Un’ultima caratteristica dell’esperienza individuale, ben evidenziata da Jedlowski (2010), è la sua natura intrinsecamente processuale (ciò che ne alimenta la dialettica inesausta con il senso comune) e duplice. L’esperienza è infatti l’insieme dei vissuti che il singolo esperisce nella vita quotidiana, ma anche l’insieme dei significati che attribuisce a questi vissuti. Il soggetto matura esperienza mentre vive, ma non è scontato che sia consapevole dell’esperienza che sta maturando; quindi la dimensione esperienzale può manifestarsi in maniera sfuggente al soggetto stesso che la abita.
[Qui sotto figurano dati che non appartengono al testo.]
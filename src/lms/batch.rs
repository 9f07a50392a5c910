//! 有限并发的扇出执行

use std::fmt::Display;
use std::future::Future;

use futures_util::{StreamExt, stream};

use crate::errors::Result;
use crate::models::lms::BatchFailure;

/// 批量请求结果：成功项保持输入顺序，失败项逐条记录
#[derive(Debug, Clone, PartialEq)]
pub struct BatchOutcome<T> {
    pub succeeded: Vec<T>,
    pub failed: Vec<BatchFailure>,
}

impl<T> Default for BatchOutcome<T> {
    fn default() -> Self {
        Self {
            succeeded: Vec::new(),
            failed: Vec::new(),
        }
    }
}

impl<T> BatchOutcome<T> {
    pub fn is_complete(&self) -> bool {
        self.failed.is_empty()
    }
}

/// 以最多 `limit` 个并发执行，返回值与输入一一对应
pub async fn buffered_ordered<I, F, Fut>(inputs: I, limit: usize, f: F) -> Vec<Fut::Output>
where
    I: IntoIterator,
    F: FnMut(I::Item) -> Fut,
    Fut: Future,
{
    stream::iter(inputs)
        .map(f)
        .buffered(limit.max(1))
        .collect()
        .await
}

/// 对每个 key 执行 `f`，失败项不会中断其他项
pub async fn run_batch<K, T, F, Fut>(keys: Vec<K>, limit: usize, f: F) -> BatchOutcome<T>
where
    K: Display + Clone,
    F: FnMut(K) -> Fut,
    Fut: Future<Output = Result<T>>,
{
    let results = buffered_ordered(keys.iter().cloned(), limit, f).await;

    let mut outcome = BatchOutcome::default();
    for (key, result) in keys.into_iter().zip(results) {
        match result {
            Ok(value) => outcome.succeeded.push(value),
            Err(e) => outcome.failed.push(BatchFailure {
                key: key.to_string(),
                message: e.to_string(),
            }),
        }
    }
    outcome
}

#[cfg(test)]
mod tests {
    use super::*;
    use crate::errors::PortalError;
    use std::sync::Arc;
    use std::sync::atomic::{AtomicUsize, Ordering};
    use std::time::Duration;

    #[tokio::test]
    async fn test_order_follows_input_not_completion() {
        // 越靠前的任务越慢
        let results = buffered_ordered(vec![30u64, 20, 10, 0], 4, |delay| async move {
            tokio::time::sleep(Duration::from_millis(delay)).await;
            delay
        })
        .await;
        assert_eq!(results, vec![30, 20, 10, 0]);
    }

    #[tokio::test]
    async fn test_concurrency_is_bounded() {
        let running = Arc::new(AtomicUsize::new(0));
        let peak = Arc::new(AtomicUsize::new(0));

        buffered_ordered(0..10, 3, |_| {
            let running = running.clone();
            let peak = peak.clone();
            async move {
                let now = running.fetch_add(1, Ordering::SeqCst) + 1;
                peak.fetch_max(now, Ordering::SeqCst);
                tokio::time::sleep(Duration::from_millis(5)).await;
                running.fetch_sub(1, Ordering::SeqCst);
            }
        })
        .await;

        assert!(peak.load(Ordering::SeqCst) <= 3);
    }

    #[tokio::test]
    async fn test_partial_failures_are_recorded() {
        let outcome = run_batch(vec![1, 2, 3, 4], 2, |n| async move {
            if n % 2 == 0 {
                Err(PortalError::upstream(format!("course {n} unavailable")))
            } else {
                Ok(n * 10)
            }
        })
        .await;

        assert_eq!(outcome.succeeded, vec![10, 30]);
        let keys: Vec<_> = outcome.failed.iter().map(|f| f.key.as_str()).collect();
        assert_eq!(keys, vec!["2", "4"]);
        assert!(outcome.failed[0].message.contains("course 2 unavailable"));
        assert!(!outcome.is_complete());
    }
}
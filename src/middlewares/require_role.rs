/*!
 * 基于角色的访问控制中间件
 *
 * 此中间件必须在 RequireSession 中间件之后使用，用于限制写操作只对管理员开放。
 *
 * ## 使用方法
 *
 * ```rust,ignore
 * use actix_web::web;
 * use crate::middlewares::{RequireRole, RequireSession};
 *
 * web::scope("/api/v1/courses")
 *     .wrap(RequireSession)  // 先校验会话
 *     .service(
 *         web::resource("")
 *             .route(web::get().to(list_courses))
 *             .route(web::post().to(create_course).wrap(RequireRole::admin())),  // 再校验角色
 *     )
 * ```
 */

use actix_service::{Service, Transform};
use actix_web::{
    Error, HttpMessage,
    body::EitherBody,
    dev::{ServiceRequest, ServiceResponse},
    http::StatusCode,
};
use futures_util::future::{LocalBoxFuture, Ready, ready};
use std::rc::Rc;
use tracing::info;

use crate::models::ErrorCode;
use crate::utils::jwt::{SessionRole, SessionUser};

use super::create_error_response;

#[derive(Clone)]
pub struct RequireRole {
    required_role: SessionRole,
}

impl RequireRole {
    /// 创建需要特定角色的中间件
    pub fn new(role: SessionRole) -> Self {
        Self {
            required_role: role,
        }
    }

    /// 仅管理员可访问
    pub fn admin() -> Self {
        Self::new(SessionRole::Admin)
    }
}

impl<S, B> Transform<S, ServiceRequest> for RequireRole
where
    S: Service<ServiceRequest, Response = ServiceResponse<B>, Error = Error> + 'static,
    B: 'static,
{
    type Response = ServiceResponse<EitherBody<B>>;
    type Error = Error;
    type InitError = ();
    type Transform = RequireRoleMiddleware<S>;
    type Future = Ready<Result<Self::Transform, Self::InitError>>;

    fn new_transform(&self, service: S) -> Self::Future {
        ready(Ok(RequireRoleMiddleware {
            service: Rc::new(service),
            required_role: self.required_role,
        }))
    }
}

pub struct RequireRoleMiddleware<S> {
    service: Rc<S>,
    required_role: SessionRole,
}

impl<S, B> Service<ServiceRequest> for RequireRoleMiddleware<S>
where
    S: Service<ServiceRequest, Response = ServiceResponse<B>, Error = Error> + 'static,
    B: 'static,
{
    type Response = ServiceResponse<EitherBody<B>>;
    type Error = Error;
    type Future = LocalBoxFuture<'static, Result<Self::Response, Self::Error>>;

    fn poll_ready(
        &self,
        ctx: &mut std::task::Context<'_>,
    ) -> std::task::Poll<Result<(), Self::Error>> {
        self.service.poll_ready(ctx)
    }

    fn call(&self, req: ServiceRequest) -> Self::Future {
        let srv = self.service.clone();
        let required_role = self.required_role;

        Box::pin(async move {
            // 从请求扩展中获取会话用户
            let user = req.extensions().get::<SessionUser>().cloned();

            match user {
                Some(user) if user.role == required_role => {
                    let res = srv.call(req).await?.map_into_left_body();
                    Ok(res)
                }
                Some(user) => {
                    info!(
                        "Access denied for {} (role: {:?}). Required role: {:?}",
                        user.email, user.role, required_role
                    );
                    Ok(req.into_response(
                        create_error_response(
                            StatusCode::FORBIDDEN,
                            ErrorCode::Forbidden,
                            "Access denied.",
                        )
                        .map_into_right_body(),
                    ))
                }
                None => {
                    info!(
                        "Role check failed: No session found in request. Make sure RequireSession middleware is applied first."
                    );
                    Ok(req.into_response(
                        create_error_response(
                            StatusCode::UNAUTHORIZED,
                            ErrorCode::Unauthorized,
                            "Authentication required",
                        )
                        .map_into_right_body(),
                    ))
                }
            }
        })
    }
}
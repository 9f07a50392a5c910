use actix_web::{HttpRequest, HttpResponse, Result as ActixResult};
use tracing::info;

use super::{MaterialService, check_topic, topic_rejection};
use crate::models::materials::requests::UpdateMaterialRequest;
use crate::models::{ApiResponse, ErrorCode};

pub async fn update_material(
    service: &MaterialService,
    request: &HttpRequest,
    material_id: String,
    update_data: UpdateMaterialRequest,
) -> ActixResult<HttpResponse> {
    let update_data = match update_data.validate() {
        Ok(data) => data,
        Err(msg) => {
            return Ok(HttpResponse::BadRequest()
                .json(ApiResponse::error_empty(ErrorCode::ValidationFailed, msg)));
        }
    };

    let storage = service.get_storage(request);

    // 移动到其他主题时，目标主题必须属于资料原有课程
    if let Some(topic_id) = &update_data.topic_id {
        let material = match storage.get_material_by_id(&material_id).await {
            Ok(Some(material)) => material,
            Ok(None) => {
                return Ok(HttpResponse::NotFound().json(ApiResponse::error_empty(
                    ErrorCode::MaterialNotFound,
                    "Material not found",
                )));
            }
            Err(e) => {
                return Ok(ApiResponse::<()>::from_error(
                    &e,
                    ErrorCode::MaterialUpdateFailed,
                    "Material update failed",
                ));
            }
        };

        match check_topic(&storage, topic_id, &material.course_id).await {
            Ok(check) => {
                if let Some(resp) = topic_rejection(check) {
                    return Ok(resp);
                }
            }
            Err(e) => {
                return Ok(ApiResponse::<()>::from_error(
                    &e,
                    ErrorCode::MaterialUpdateFailed,
                    "Material update failed",
                ));
            }
        }
    }

    match storage.update_material(&material_id, update_data).await {
        Ok(Some(material)) => {
            info!("Material {} updated", material.id);
            Ok(HttpResponse::Ok().json(ApiResponse::success(
                material,
                "Material updated successfully",
            )))
        }
        Ok(None) => Ok(HttpResponse::NotFound().json(ApiResponse::error_empty(
            ErrorCode::MaterialNotFound,
            "Material not found",
        ))),
        Err(e) => Ok(ApiResponse::<()>::from_error(
            &e,
            ErrorCode::MaterialUpdateFailed,
            "Material update failed",
        )),
    }
}
pub mod shutdown;
pub mod startup;
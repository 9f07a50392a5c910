//! SeaORM 实体定义
//!
//! 这些实体用于数据库操作，与 models 模块中的业务实体分离。
//! Storage 层使用这些实体进行 CRUD 操作，然后转换为 models 中的业务实体。

pub mod prelude;

pub mod custom_courses;
pub mod custom_materials;
pub mod custom_topics;
pub mod tasks;

use chrono::{DateTime, Utc};

/// 秒级时间戳转换为 UTC 时间
pub(crate) fn from_timestamp(secs: i64) -> DateTime<Utc> {
    DateTime::<Utc>::from_timestamp(secs, 0).unwrap_or_default()
}
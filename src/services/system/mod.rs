pub mod health;

use actix_web::{HttpRequest, HttpResponse, Result as ActixResult};

pub struct SystemService;

impl SystemService {
    pub fn new_lazy() -> Self {
        Self
    }

    // 健康检查，无需登录
    pub async fn get_health(&self, request: &HttpRequest) -> ActixResult<HttpResponse> {
        health::get_health(self, request).await
    }
}
pub mod calendar;
pub mod schedule;

use actix_web::{HttpRequest, HttpResponse, Result as ActixResult};
use chrono::NaiveDate;
use std::sync::Arc;

use crate::feeds::FeedReader;

pub struct FeedService {
    reader: Option<Arc<FeedReader>>,
}

impl FeedService {
    pub fn new_lazy() -> Self {
        Self { reader: None }
    }

    pub(crate) fn get_reader(&self, request: &HttpRequest) -> Arc<FeedReader> {
        if let Some(reader) = &self.reader {
            reader.clone()
        } else {
            request
                .app_data::<actix_web::web::Data<Arc<FeedReader>>>()
                .expect("Feed reader not found in app data")
                .get_ref()
                .clone()
        }
    }

    // 保留窗口以服务器本地日期为准
    pub(crate) fn today(&self) -> NaiveDate {
        chrono::Local::now().date_naive()
    }

    pub async fn get_schedule(&self, request: &HttpRequest) -> ActixResult<HttpResponse> {
        schedule::get_schedule(self, request).await
    }

    pub async fn get_calendar(&self, request: &HttpRequest) -> ActixResult<HttpResponse> {
        calendar::get_calendar(self, request).await
    }
}
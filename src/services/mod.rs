pub mod courses;
pub mod feeds;
pub mod materials;
pub mod subjects;
pub mod system;
pub mod tasks;
pub mod topics;

pub use courses::CourseService;
pub use feeds::FeedService;
pub use materials::MaterialService;
pub use subjects::SubjectService;
pub use system::SystemService;
pub use tasks::TaskService;
pub use topics::TopicService;
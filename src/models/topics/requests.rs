use serde::Deserialize;
use ts_rs::TS;

use crate::models::subjects::TopicCategory;
use crate::utils::validate::{validate_reference_id, validate_title};

// 创建主题请求
#[derive(Debug, Clone, Deserialize, TS)]
#[ts(export, export_to = "../frontend/src/types/generated/topic.ts")]
pub struct CreateTopicRequest {
    pub course_id: String,
    pub title: String,
    pub schedule: Option<String>,
    pub category: Option<TopicCategory>,
    pub position: Option<i32>,
}

impl CreateTopicRequest {
    pub fn validate(mut self) -> Result<Self, String> {
        self.course_id = validate_reference_id(&self.course_id, "course_id")?;
        self.title = validate_title(&self.title)?;
        self.schedule = self
            .schedule
            .map(|s| s.trim().to_string())
            .filter(|s| !s.is_empty());
        Ok(self)
    }
}
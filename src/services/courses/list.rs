use actix_web::{HttpRequest, HttpResponse, Result as ActixResult};

use super::CourseService;
use crate::models::{ApiResponse, ErrorCode};

pub async fn list_courses(
    service: &CourseService,
    request: &HttpRequest,
) -> ActixResult<HttpResponse> {
    let storage = service.get_storage(request);

    match storage.list_courses().await {
        Ok(courses) => Ok(HttpResponse::Ok().json(ApiResponse::success(
            courses,
            "Courses retrieved successfully",
        ))),
        Err(e) => Ok(ApiResponse::<()>::from_error(
            &e,
            ErrorCode::InternalServerError,
            "Failed to list courses",
        )),
    }
}
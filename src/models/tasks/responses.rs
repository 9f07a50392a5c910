use super::entities::Task;
use crate::models::common::PaginationInfo;
use serde::Serialize;
use ts_rs::TS;

// 任务列表响应
#[derive(Debug, Serialize, TS)]
#[ts(export, export_to = "../frontend/src/types/generated/task.ts")]
pub struct TaskListResponse {
    pub pagination: PaginationInfo,
    pub items: Vec<Task>,
}
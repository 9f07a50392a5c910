//! 数据适配层
//!
//! 纯函数，不做任何 I/O：把 LMS 聚合结果与自定义课程记录统一映射为 `Subject`。

mod subject;
pub mod term;

pub use subject::{
    assignment_status, material_to_resource, merge_subjects, subject_from_custom,
    subject_from_lms,
};
pub use term::{ParsedTerm, parse_term, resolve_term};
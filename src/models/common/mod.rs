pub mod pagination;
pub mod response;

pub use pagination::{PaginatedResponse, PaginationInfo, PaginationQuery};
pub use response::ApiResponse;
//! 自定义主题实体

use sea_orm::entity::prelude::*;
use tracing::warn;

#[derive(Clone, Debug, PartialEq, DeriveEntityModel)]
#[sea_orm(table_name = "custom_topics")]
pub struct Model {
    #[sea_orm(primary_key, auto_increment = false)]
    pub id: String,
    pub course_id: String,
    pub title: String,
    pub schedule: Option<String>,
    pub category: Option<String>,
    pub position: i32,
    pub created_at: i64,
    pub updated_at: i64,
}

#[derive(Copy, Clone, Debug, EnumIter, DeriveRelation)]
pub enum Relation {}

impl ActiveModelBehavior for ActiveModel {}

impl Model {
    pub fn into_topic(self) -> crate::models::topics::entities::CustomTopic {
        use crate::models::subjects::TopicCategory;
        use crate::models::topics::entities::CustomTopic;

        // 无法识别的类别按无类别处理
        let category = self.category.as_deref().and_then(|c| {
            c.parse::<TopicCategory>()
                .inspect_err(|e| warn!("Topic {} has {}", self.id, e))
                .ok()
        });

        CustomTopic {
            category,
            id: self.id,
            course_id: self.course_id,
            title: self.title,
            schedule: self.schedule,
            position: self.position,
            created_at: super::from_timestamp(self.created_at),
            updated_at: super::from_timestamp(self.updated_at),
        }
    }
}
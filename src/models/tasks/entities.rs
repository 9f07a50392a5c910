use serde::{Deserialize, Serialize};
use std::fmt;
use std::str::FromStr;
use ts_rs::TS;

use crate::models::subjects::ResourceKind;

/// 任务类型
#[derive(Debug, Clone, Copy, PartialEq, Eq, Serialize, Deserialize, TS)]
#[ts(export, export_to = "../frontend/src/types/generated/task.ts")]
#[serde(rename_all = "lowercase")]
pub enum TaskType {
    Assignment,
    Examination,
}

impl TaskType {
    pub fn as_str(&self) -> &'static str {
        match self {
            TaskType::Assignment => "assignment",
            TaskType::Examination => "examination",
        }
    }
}

impl fmt::Display for TaskType {
    fn fmt(&self, f: &mut fmt::Formatter<'_>) -> fmt::Result {
        f.write_str(self.as_str())
    }
}

impl FromStr for TaskType {
    type Err = String;

    fn from_str(s: &str) -> Result<Self, Self::Err> {
        match s {
            "assignment" => Ok(TaskType::Assignment),
            "examination" => Ok(TaskType::Examination),
            _ => Err(format!("Invalid task type: {s}")),
        }
    }
}

#[derive(Debug, Clone, PartialEq, Serialize, Deserialize, TS)]
#[ts(export, export_to = "../frontend/src/types/generated/task.ts")]
pub struct TaskResource {
    #[serde(rename = "type")]
    pub kind: ResourceKind,
    pub title: String,
    pub url: String,
}

#[derive(Debug, Clone, PartialEq, Serialize, Deserialize, TS)]
#[ts(export, export_to = "../frontend/src/types/generated/task.ts")]
pub struct Task {
    pub id: String,
    #[serde(rename = "type")]
    pub task_type: TaskType,
    pub course_code: String,
    pub title: String,
    // 截止时间（毫秒精度）
    pub deadline: chrono::DateTime<chrono::Utc>,
    pub resources: Vec<TaskResource>,
    pub created_at: chrono::DateTime<chrono::Utc>,
    pub updated_at: chrono::DateTime<chrono::Utc>,
}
Questo rapidissimo excursus nelle principali teorie sociologiche dell’esperienza e del senso comune (su cui si rinvia a Terenzi 2002) si è reso necessario per chiarire i confini entro cui il concetto di esperienza, da una prospettiva sociologica, serve a dar conto delle modalità di relazione tra soggetto e ambiente sociale. Nel momento in cui l’ambiente sociale è saturato dai media e, come abbiamo cercato di argomentare nel cap. 3, la vita quotidiana stessa può essere esperita principalmente attingendo ai mezzi di comunicazione, allora il concetto di esperienza costituisce, a nostro avviso, uno strumento epistemologico essenziale, non più soltanto per illuminare le modalità di interazione tra gli spettatori e il film (esperienza filmica), ma più radicalmente per illustrare la svolta antropologica attraverso cui i soggetti, dentro/con/nei media, esperiscono nuove modalità
di percepire i soggetti e gli oggetti del mondo contemporaneo attraverso varie forme di relazione (esperienza mediale).